Bueno, el inglés es feísimo, por supuesto.  Pero técnicamente, creo que es el mejor.  Me fascina.  También es interesante que usamos "R.S.V.P." (répondez s'il vous plaît), del francés, en vez de "respond please" en cartas e invitaciones.  Aquí está un buen ejemplo por qué la ortografía es tan confundida en el inglés: usamos "rendezvous" como si lo hubiéramos inventado, cuando la verdad es que la palabra original es otra vez del francés: "rendez-vous," que quiere decir "preséntense".  Hemos precisamente robado la palabra, quitado el guión, y usado ella como nuestra propia palabra por siglos.  Es interesante, sin duda alguna.

Mis dos centavos, sé que no tiene mucho que ver con el primer tema.

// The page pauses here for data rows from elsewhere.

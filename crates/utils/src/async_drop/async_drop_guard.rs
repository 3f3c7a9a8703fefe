use std::fmt::Debug;
use std::ops::{Deref, DerefMut};

use super::AsyncDrop;

/// Owns a value that must be torn down with [AsyncDropGuard::async_drop].
///
/// Letting the guard go out of scope while it still holds its value is a bug and panics,
/// unless the thread is already unwinding, in which case the problem is only logged.
///
/// Types meant to live in an [AsyncDropGuard] should only offer constructors that
/// return the guard, so no unguarded instance can escape.
#[derive(Debug)]
pub struct AsyncDropGuard<T: Debug>(Option<T>);

impl<T: Debug> AsyncDropGuard<T> {
    pub fn new(value: T) -> Self {
        Self(Some(value))
    }

    /// Move the value out without tearing it down. The caller takes over responsibility for it.
    pub fn unsafe_into_inner_dont_drop(mut self) -> T {
        self.0.take().expect("Value already dropped")
    }
}

impl<T: Debug + AsyncDrop> AsyncDropGuard<T> {
    pub async fn async_drop(&mut self) -> Result<(), T::Error> {
        let mut value = self.0.take().expect("Value already dropped");
        value.async_drop_impl().await
    }
}

impl<T: Debug> Drop for AsyncDropGuard<T> {
    fn drop(&mut self) {
        if let Some(value) = &self.0 {
            if std::thread::panicking() {
                log::error!("Forgot to call async_drop on {:?}", value);
            } else {
                panic!("Forgot to call async_drop on {:?}", value);
            }
        }
    }
}

impl<T: Debug> Deref for AsyncDropGuard<T> {
    type Target = T;
    fn deref(&self) -> &T {
        self.0.as_ref().expect("Value already dropped")
    }
}

impl<T: Debug> DerefMut for AsyncDropGuard<T> {
    fn deref_mut(&mut self) -> &mut T {
        self.0.as_mut().expect("Value already dropped")
    }
}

[EDIT] I just realized this thread is in English.  My bad. lol


----------



## zpoludnia swiata

Some things about English.

1.  The fact that it is a lingua franca, or that any language plays that role has nothing to do with simplicity, creativity, ability to absorb other words, etc... All these things are true for all languages to greater or lesser degree.  Spanish, too, has "borrowed" words like _alcalde, sacar, mango_, or _nocturno_ to name just a few.  Looks like it too can take on other words.  Something English is so famous for, but, alas, is not a trait of just English.  
2.  In the past, there were various languages in various parts of the world that were lingua francas, and they are not famous for having simple grammar:  Latin, Greek, Sanskrit, Arabic, Aramaic, Babylonian-Akkadian (to name a few).
3.  All these languages, including English, arrived at a state of cultural dominance for a variety of historical reasons--having to do with colonization, influence, invasion, prestige, etc...
4.  American English grammar is no less "complicated" than British grammar.  In some ways one is more complex than the other.  British may have so more irregularities in the creation of contraction, use of plurals, use of the present perfect, or some phrasal verb usage, but on the other hand American English has retained more of the present subjunctive (it's important that he be...).
5.  Basically in human language, the crux of communication is in lexis (vocabulary).  As examples have shown, you can communicate with bad grammar, but you can't communicate at all if you lack the words.  In that case you say nothing.  Which of the following two examples is better?  Which one at least tells you something, however broken it may be?

A)  I no want you talk that man.  He no good.  No!
B) Subject pronoun, negation, past tense verb, preposition, object noun.

6.  Pronunciation is also vital to communicate well; here English is regretably difficult for many learners.  The fairly large number of vowels, that are fairly indistinct from each other is not easy for many, not to mention vowel reduction.  It's a lot easier to explain verb endings, than to delve into the intricacies of English vowel reduction.  I'm just saying that it's not simple.
7.  The fact that English uses expressions like RSVP doesn't really say anything.  For the average speaker of English it is used as any other expression in English:

"I'll RSVP later."
"You should've RSVPed earlier."
"I never received your RSVP."

It behaves as any other word in English, as a verb or noun--something that depends on its place in a phrase, another intricacy of English.  I could go on and on...


----------



## quietsoul

I agree with what has been written already about the features of English being completely irrelevant to the question of why it became a dominant language. Any language whatsoever can be used or adapted to communicate anything whatsoever. If the required word or expression doesn't exist, you simply invent it or use other combinations. English is dominant for socio-politico-historical reasons, not linguistic ones.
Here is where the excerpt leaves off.